> [WHAT THIS TASK INVOLVES]: Look below for the line holding "if email.is_empty() ||" and the line holding "let user = User". Repeat those two and everything between, exactly.

╔══

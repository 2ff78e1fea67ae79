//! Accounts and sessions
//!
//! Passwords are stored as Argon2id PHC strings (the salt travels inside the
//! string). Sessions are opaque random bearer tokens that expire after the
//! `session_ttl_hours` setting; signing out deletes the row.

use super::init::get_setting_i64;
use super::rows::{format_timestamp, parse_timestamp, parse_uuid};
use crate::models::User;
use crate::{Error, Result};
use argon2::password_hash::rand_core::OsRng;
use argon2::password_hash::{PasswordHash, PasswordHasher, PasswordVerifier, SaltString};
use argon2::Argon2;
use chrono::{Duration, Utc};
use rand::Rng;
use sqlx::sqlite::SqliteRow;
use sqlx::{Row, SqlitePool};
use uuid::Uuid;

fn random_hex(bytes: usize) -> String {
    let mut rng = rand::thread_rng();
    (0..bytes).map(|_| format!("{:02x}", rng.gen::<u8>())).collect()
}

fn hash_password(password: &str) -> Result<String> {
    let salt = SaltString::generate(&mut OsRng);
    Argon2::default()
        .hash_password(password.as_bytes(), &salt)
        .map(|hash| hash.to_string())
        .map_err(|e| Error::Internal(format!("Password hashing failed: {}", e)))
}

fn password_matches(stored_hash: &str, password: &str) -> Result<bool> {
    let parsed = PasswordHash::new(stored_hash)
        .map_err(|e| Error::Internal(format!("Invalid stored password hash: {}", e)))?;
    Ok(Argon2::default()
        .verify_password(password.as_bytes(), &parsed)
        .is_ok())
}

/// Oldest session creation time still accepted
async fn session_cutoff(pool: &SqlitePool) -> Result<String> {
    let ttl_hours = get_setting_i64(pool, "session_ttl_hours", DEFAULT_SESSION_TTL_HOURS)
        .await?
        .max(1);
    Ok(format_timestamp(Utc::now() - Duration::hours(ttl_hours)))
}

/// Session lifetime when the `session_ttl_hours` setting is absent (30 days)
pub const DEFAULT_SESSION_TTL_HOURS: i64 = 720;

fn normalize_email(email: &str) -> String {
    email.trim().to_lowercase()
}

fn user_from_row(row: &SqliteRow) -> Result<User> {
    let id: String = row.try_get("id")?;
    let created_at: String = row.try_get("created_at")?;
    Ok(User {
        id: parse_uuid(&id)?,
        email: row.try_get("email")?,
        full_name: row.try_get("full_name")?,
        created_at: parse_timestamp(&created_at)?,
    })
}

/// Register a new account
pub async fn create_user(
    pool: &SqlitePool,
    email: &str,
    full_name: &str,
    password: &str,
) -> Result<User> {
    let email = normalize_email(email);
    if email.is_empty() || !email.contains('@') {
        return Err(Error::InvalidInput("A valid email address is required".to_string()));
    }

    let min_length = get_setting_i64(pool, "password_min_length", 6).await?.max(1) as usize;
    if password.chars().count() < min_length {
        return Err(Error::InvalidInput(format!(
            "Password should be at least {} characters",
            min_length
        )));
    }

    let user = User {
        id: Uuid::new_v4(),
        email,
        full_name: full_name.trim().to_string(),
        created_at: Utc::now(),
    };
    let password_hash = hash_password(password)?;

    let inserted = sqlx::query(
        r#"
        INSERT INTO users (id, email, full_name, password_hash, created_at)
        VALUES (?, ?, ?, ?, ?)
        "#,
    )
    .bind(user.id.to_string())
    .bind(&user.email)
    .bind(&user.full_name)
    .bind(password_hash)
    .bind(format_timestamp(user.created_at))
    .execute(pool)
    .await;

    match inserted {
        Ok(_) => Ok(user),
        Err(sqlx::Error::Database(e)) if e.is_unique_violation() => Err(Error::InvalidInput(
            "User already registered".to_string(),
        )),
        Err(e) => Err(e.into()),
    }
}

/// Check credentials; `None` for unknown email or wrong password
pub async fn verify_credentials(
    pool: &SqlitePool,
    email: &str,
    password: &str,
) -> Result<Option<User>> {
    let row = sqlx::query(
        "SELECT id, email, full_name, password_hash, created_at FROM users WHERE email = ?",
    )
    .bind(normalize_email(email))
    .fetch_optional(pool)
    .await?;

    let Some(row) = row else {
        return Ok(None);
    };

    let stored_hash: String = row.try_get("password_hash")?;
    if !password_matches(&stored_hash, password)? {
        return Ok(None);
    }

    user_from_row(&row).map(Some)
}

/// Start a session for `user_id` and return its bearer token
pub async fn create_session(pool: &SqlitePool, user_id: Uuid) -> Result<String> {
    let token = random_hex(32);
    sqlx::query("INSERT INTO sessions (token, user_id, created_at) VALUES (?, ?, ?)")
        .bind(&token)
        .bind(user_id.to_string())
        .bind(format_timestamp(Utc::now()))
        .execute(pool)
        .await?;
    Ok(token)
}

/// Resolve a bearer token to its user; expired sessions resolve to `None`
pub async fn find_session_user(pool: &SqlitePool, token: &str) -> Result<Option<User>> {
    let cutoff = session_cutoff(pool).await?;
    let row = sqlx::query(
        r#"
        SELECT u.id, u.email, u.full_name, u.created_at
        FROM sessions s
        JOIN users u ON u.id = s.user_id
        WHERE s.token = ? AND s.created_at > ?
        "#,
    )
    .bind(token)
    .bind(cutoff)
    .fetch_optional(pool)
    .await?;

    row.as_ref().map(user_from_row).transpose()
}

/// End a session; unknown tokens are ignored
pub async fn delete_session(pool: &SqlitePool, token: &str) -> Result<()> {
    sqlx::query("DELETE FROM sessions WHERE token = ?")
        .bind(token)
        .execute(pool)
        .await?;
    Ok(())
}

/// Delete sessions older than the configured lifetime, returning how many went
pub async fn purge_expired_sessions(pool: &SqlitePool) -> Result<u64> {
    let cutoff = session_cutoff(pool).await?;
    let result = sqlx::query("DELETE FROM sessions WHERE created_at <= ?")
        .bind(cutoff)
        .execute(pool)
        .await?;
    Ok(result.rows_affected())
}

╚══
╔══

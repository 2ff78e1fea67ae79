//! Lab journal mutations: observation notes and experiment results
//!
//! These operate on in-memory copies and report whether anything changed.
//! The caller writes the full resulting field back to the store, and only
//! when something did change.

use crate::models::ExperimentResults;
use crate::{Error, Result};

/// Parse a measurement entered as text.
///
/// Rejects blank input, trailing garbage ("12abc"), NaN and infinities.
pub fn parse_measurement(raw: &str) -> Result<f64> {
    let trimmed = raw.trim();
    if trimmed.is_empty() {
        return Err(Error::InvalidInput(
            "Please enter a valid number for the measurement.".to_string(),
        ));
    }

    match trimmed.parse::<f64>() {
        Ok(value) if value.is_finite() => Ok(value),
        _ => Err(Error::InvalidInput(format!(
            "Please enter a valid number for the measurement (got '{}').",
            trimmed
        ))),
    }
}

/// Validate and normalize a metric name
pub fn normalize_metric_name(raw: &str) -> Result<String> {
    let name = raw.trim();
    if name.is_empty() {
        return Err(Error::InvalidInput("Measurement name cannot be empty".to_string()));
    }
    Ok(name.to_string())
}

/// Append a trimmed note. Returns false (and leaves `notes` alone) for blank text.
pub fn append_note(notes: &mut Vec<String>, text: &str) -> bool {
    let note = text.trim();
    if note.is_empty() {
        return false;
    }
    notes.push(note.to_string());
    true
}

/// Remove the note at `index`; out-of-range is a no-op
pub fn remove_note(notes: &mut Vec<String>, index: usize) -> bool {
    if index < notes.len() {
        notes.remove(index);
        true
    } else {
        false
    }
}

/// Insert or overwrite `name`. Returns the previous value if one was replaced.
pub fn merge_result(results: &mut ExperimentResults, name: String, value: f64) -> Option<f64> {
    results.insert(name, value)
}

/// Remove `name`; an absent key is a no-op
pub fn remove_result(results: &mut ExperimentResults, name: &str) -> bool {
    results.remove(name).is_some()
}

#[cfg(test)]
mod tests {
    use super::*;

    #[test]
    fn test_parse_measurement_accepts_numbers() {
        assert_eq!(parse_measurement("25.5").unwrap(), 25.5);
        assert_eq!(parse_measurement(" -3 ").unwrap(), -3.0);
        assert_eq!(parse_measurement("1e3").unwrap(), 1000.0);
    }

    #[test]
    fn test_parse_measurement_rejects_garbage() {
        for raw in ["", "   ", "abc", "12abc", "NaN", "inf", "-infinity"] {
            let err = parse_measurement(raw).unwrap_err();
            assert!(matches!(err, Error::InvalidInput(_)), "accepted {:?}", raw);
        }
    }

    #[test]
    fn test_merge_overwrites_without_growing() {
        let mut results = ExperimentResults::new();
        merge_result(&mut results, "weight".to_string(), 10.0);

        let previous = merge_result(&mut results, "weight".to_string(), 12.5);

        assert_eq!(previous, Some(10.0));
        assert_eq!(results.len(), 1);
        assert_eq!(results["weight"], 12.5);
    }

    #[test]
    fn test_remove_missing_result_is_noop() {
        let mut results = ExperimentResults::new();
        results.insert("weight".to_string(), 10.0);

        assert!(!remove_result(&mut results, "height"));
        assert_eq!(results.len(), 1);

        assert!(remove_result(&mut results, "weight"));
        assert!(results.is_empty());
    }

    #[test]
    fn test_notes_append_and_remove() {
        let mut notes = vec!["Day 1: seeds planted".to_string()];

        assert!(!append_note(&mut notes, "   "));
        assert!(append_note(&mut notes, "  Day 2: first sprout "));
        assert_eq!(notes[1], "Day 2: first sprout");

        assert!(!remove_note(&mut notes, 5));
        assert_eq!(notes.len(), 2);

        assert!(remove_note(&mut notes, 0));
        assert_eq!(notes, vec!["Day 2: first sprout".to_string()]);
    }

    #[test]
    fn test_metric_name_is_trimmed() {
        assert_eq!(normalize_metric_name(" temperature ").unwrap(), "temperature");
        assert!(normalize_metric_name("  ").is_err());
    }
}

╚══

> [COMPLETED TASK]:
    if email.is_empty() || !email.contains('@') {
        return Err(Error::InvalidInput("A valid email address is required".to_string()));
    }

    let min_length = get_setting_i64(pool, "password_min_length", 6).await?.max(1) as usize;
    if password.chars().count() < min_length {
        return Err(Error::InvalidInput(format!(
            "Password should be at least {} characters",
            min_length
        )));
    }

    let user = User {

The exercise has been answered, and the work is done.